Directions for this task: Your answer should consist of all lines in the listing that hold the word "passphrases".

+===+

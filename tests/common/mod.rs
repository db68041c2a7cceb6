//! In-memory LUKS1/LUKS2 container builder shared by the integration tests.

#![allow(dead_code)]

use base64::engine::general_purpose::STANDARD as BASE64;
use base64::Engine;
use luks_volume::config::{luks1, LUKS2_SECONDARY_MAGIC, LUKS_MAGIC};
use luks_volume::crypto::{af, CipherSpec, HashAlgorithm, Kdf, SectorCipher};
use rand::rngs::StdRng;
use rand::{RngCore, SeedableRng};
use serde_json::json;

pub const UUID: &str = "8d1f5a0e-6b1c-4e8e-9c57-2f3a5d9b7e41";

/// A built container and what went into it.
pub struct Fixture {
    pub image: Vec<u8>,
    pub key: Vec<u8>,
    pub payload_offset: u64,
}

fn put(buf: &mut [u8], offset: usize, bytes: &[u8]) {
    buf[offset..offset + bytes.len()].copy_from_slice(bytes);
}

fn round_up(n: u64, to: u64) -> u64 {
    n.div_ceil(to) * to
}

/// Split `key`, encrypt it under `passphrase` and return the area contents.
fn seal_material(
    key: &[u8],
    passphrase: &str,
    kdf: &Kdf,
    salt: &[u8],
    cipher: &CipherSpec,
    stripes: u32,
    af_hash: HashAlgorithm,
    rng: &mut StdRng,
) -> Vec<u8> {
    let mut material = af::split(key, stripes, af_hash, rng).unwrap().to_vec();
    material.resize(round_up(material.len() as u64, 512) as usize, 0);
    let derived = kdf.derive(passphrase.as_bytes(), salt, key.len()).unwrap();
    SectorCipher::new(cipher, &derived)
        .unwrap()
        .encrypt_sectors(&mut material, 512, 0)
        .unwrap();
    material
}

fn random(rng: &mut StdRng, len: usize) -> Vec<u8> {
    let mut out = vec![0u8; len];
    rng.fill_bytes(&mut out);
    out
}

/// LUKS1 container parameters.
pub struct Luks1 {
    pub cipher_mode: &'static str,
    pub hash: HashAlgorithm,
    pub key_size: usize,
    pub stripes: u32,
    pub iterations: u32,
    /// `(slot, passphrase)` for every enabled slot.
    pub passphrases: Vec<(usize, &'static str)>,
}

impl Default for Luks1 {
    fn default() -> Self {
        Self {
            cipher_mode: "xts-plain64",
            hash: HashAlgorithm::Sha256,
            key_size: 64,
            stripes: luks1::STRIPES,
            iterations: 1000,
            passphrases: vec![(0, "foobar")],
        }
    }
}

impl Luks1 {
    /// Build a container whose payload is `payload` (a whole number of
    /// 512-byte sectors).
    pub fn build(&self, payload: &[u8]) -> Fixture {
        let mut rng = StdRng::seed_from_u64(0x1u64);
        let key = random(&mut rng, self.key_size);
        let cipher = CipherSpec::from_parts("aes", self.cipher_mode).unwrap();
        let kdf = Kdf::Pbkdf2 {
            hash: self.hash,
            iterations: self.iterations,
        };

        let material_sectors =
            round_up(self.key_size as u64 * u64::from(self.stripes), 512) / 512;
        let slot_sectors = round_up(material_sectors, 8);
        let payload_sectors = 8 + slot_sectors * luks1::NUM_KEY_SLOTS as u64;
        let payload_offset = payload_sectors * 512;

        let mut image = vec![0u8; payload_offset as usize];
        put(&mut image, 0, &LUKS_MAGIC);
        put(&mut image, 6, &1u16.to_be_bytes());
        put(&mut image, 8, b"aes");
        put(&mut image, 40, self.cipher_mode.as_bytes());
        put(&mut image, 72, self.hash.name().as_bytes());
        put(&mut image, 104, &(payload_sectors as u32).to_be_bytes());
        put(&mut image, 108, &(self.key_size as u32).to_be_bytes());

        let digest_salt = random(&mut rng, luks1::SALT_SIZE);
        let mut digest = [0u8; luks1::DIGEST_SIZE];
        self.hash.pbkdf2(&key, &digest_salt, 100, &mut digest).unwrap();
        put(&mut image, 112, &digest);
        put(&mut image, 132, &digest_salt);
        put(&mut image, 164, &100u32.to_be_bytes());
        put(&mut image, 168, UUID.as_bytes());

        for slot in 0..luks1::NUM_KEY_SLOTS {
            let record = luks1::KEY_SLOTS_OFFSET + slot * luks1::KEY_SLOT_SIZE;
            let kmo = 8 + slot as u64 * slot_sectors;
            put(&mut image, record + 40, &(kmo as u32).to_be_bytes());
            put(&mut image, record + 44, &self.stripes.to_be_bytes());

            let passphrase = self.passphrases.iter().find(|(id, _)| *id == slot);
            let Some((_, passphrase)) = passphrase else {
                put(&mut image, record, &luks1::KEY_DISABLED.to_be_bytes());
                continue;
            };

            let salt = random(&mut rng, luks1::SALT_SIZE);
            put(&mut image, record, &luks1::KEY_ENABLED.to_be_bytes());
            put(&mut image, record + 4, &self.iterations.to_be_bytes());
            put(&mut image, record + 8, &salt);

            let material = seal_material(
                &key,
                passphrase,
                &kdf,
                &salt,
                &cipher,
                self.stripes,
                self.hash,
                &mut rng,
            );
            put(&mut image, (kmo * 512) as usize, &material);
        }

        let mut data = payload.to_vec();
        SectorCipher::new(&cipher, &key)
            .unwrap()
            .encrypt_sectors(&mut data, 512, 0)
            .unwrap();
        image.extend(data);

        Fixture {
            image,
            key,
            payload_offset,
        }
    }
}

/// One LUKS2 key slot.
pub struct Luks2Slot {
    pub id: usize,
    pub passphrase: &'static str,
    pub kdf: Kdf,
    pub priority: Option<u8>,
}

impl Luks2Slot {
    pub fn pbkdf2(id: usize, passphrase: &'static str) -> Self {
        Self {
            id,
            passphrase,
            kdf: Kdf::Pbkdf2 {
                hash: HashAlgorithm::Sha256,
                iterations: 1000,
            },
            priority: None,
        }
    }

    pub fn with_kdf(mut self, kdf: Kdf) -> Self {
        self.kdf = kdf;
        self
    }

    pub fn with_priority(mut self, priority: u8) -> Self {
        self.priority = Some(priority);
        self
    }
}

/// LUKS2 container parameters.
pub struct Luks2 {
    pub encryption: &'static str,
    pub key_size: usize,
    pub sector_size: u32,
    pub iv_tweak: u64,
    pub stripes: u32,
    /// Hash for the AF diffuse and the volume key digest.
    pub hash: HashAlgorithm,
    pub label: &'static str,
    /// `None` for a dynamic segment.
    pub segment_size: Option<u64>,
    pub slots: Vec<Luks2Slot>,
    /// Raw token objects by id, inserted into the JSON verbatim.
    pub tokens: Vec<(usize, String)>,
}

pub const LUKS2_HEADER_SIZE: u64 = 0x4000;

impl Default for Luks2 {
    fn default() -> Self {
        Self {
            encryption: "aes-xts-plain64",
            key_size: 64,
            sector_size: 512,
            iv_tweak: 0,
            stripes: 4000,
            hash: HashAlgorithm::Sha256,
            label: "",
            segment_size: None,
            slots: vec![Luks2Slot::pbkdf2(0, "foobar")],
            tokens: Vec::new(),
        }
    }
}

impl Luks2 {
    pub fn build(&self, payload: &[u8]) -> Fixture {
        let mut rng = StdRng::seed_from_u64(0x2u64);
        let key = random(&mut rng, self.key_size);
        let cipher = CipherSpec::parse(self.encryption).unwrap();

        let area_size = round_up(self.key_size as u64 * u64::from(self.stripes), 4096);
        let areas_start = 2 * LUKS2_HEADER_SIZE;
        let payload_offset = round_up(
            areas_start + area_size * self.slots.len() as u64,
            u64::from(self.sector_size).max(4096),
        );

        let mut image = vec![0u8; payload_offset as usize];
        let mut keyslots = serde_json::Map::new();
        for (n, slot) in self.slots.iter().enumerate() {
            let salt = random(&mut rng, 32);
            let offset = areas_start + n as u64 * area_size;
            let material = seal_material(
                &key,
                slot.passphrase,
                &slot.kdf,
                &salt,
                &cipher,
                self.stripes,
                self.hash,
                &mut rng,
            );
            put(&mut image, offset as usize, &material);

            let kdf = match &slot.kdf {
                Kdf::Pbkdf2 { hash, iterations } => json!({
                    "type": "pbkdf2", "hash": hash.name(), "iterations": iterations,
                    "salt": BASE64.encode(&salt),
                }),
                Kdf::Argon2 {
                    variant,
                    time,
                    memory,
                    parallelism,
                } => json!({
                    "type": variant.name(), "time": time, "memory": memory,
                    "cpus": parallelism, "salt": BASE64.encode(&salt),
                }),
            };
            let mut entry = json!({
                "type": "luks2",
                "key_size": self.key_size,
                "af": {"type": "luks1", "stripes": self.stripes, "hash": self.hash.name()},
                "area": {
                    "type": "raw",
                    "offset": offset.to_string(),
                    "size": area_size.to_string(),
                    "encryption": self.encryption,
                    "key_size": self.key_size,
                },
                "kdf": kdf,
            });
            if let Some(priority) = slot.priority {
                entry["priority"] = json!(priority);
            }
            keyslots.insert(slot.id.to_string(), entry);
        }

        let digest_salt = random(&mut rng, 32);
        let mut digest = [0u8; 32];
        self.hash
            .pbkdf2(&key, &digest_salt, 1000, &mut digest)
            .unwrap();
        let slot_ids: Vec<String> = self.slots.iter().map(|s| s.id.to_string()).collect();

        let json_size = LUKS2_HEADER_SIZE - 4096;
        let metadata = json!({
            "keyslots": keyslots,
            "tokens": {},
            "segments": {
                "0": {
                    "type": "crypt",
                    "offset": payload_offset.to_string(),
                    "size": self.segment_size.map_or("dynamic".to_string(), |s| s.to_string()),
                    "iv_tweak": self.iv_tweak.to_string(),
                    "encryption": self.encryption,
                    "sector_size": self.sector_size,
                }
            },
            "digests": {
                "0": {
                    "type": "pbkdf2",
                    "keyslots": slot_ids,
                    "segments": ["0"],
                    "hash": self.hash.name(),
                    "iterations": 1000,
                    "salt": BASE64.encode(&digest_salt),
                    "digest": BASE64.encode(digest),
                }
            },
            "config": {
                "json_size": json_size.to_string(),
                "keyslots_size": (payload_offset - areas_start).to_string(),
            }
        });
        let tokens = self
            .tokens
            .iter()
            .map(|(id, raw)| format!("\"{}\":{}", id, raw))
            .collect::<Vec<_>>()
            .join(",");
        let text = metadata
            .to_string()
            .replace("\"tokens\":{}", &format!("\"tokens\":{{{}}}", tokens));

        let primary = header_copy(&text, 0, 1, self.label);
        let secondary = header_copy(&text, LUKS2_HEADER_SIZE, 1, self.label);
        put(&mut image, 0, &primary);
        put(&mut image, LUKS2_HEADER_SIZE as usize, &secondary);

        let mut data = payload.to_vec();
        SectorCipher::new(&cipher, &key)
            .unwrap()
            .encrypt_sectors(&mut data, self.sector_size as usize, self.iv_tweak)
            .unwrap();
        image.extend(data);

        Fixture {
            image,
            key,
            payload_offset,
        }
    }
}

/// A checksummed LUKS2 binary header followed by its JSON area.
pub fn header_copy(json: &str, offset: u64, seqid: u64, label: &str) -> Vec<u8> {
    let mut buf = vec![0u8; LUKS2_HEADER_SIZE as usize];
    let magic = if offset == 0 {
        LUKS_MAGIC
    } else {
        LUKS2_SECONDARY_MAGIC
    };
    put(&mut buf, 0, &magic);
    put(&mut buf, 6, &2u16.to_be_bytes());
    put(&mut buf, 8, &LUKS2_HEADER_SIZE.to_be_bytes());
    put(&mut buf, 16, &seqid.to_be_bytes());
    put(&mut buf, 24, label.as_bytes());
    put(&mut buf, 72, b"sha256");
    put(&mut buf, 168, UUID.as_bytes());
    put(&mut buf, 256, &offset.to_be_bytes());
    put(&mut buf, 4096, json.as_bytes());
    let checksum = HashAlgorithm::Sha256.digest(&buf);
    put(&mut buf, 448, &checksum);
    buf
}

+===+

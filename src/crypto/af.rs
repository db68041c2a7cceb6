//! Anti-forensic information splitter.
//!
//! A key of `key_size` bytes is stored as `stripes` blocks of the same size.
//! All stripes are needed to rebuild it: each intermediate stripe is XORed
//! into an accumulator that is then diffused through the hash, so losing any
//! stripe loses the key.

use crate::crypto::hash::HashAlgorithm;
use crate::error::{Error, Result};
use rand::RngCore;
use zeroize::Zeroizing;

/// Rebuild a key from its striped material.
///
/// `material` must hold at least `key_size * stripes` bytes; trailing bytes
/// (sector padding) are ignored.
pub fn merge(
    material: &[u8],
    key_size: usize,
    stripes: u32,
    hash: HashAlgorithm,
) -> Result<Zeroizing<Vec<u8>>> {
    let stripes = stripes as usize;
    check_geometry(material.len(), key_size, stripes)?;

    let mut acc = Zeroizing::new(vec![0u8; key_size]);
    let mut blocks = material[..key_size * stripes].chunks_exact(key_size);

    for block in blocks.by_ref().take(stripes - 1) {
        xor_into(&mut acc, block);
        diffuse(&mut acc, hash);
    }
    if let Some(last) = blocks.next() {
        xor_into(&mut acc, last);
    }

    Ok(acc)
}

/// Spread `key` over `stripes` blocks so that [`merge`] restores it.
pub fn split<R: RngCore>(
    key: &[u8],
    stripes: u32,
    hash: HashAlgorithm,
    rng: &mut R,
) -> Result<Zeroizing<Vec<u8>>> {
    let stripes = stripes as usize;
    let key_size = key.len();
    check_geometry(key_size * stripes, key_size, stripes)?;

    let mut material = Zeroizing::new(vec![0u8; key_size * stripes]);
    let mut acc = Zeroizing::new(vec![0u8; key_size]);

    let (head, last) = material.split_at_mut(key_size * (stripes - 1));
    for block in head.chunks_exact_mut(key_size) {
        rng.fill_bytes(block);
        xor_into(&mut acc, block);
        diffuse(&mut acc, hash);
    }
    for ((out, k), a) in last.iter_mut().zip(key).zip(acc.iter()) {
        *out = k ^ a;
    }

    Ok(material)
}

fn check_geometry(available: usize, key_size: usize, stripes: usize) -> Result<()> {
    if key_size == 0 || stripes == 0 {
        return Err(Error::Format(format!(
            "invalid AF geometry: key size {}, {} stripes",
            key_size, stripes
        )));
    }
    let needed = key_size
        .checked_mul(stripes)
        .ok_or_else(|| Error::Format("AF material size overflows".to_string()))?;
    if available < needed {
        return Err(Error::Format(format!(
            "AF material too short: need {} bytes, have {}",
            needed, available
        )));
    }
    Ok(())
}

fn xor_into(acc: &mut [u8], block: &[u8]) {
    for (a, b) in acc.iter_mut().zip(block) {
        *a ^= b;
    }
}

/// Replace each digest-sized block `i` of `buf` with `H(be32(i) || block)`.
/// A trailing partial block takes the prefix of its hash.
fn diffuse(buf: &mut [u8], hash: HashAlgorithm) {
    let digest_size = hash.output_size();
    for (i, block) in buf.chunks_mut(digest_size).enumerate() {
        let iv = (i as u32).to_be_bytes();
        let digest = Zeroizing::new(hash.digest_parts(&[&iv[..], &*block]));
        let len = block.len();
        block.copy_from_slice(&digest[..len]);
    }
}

+===+

Answer for this exercise:
    pub passphrases: Vec<(usize, &'static str)>,
            passphrases: vec![(0, "foobar")],
            let passphrase = self.passphrases.iter().find(|(id, _)| *id == slot);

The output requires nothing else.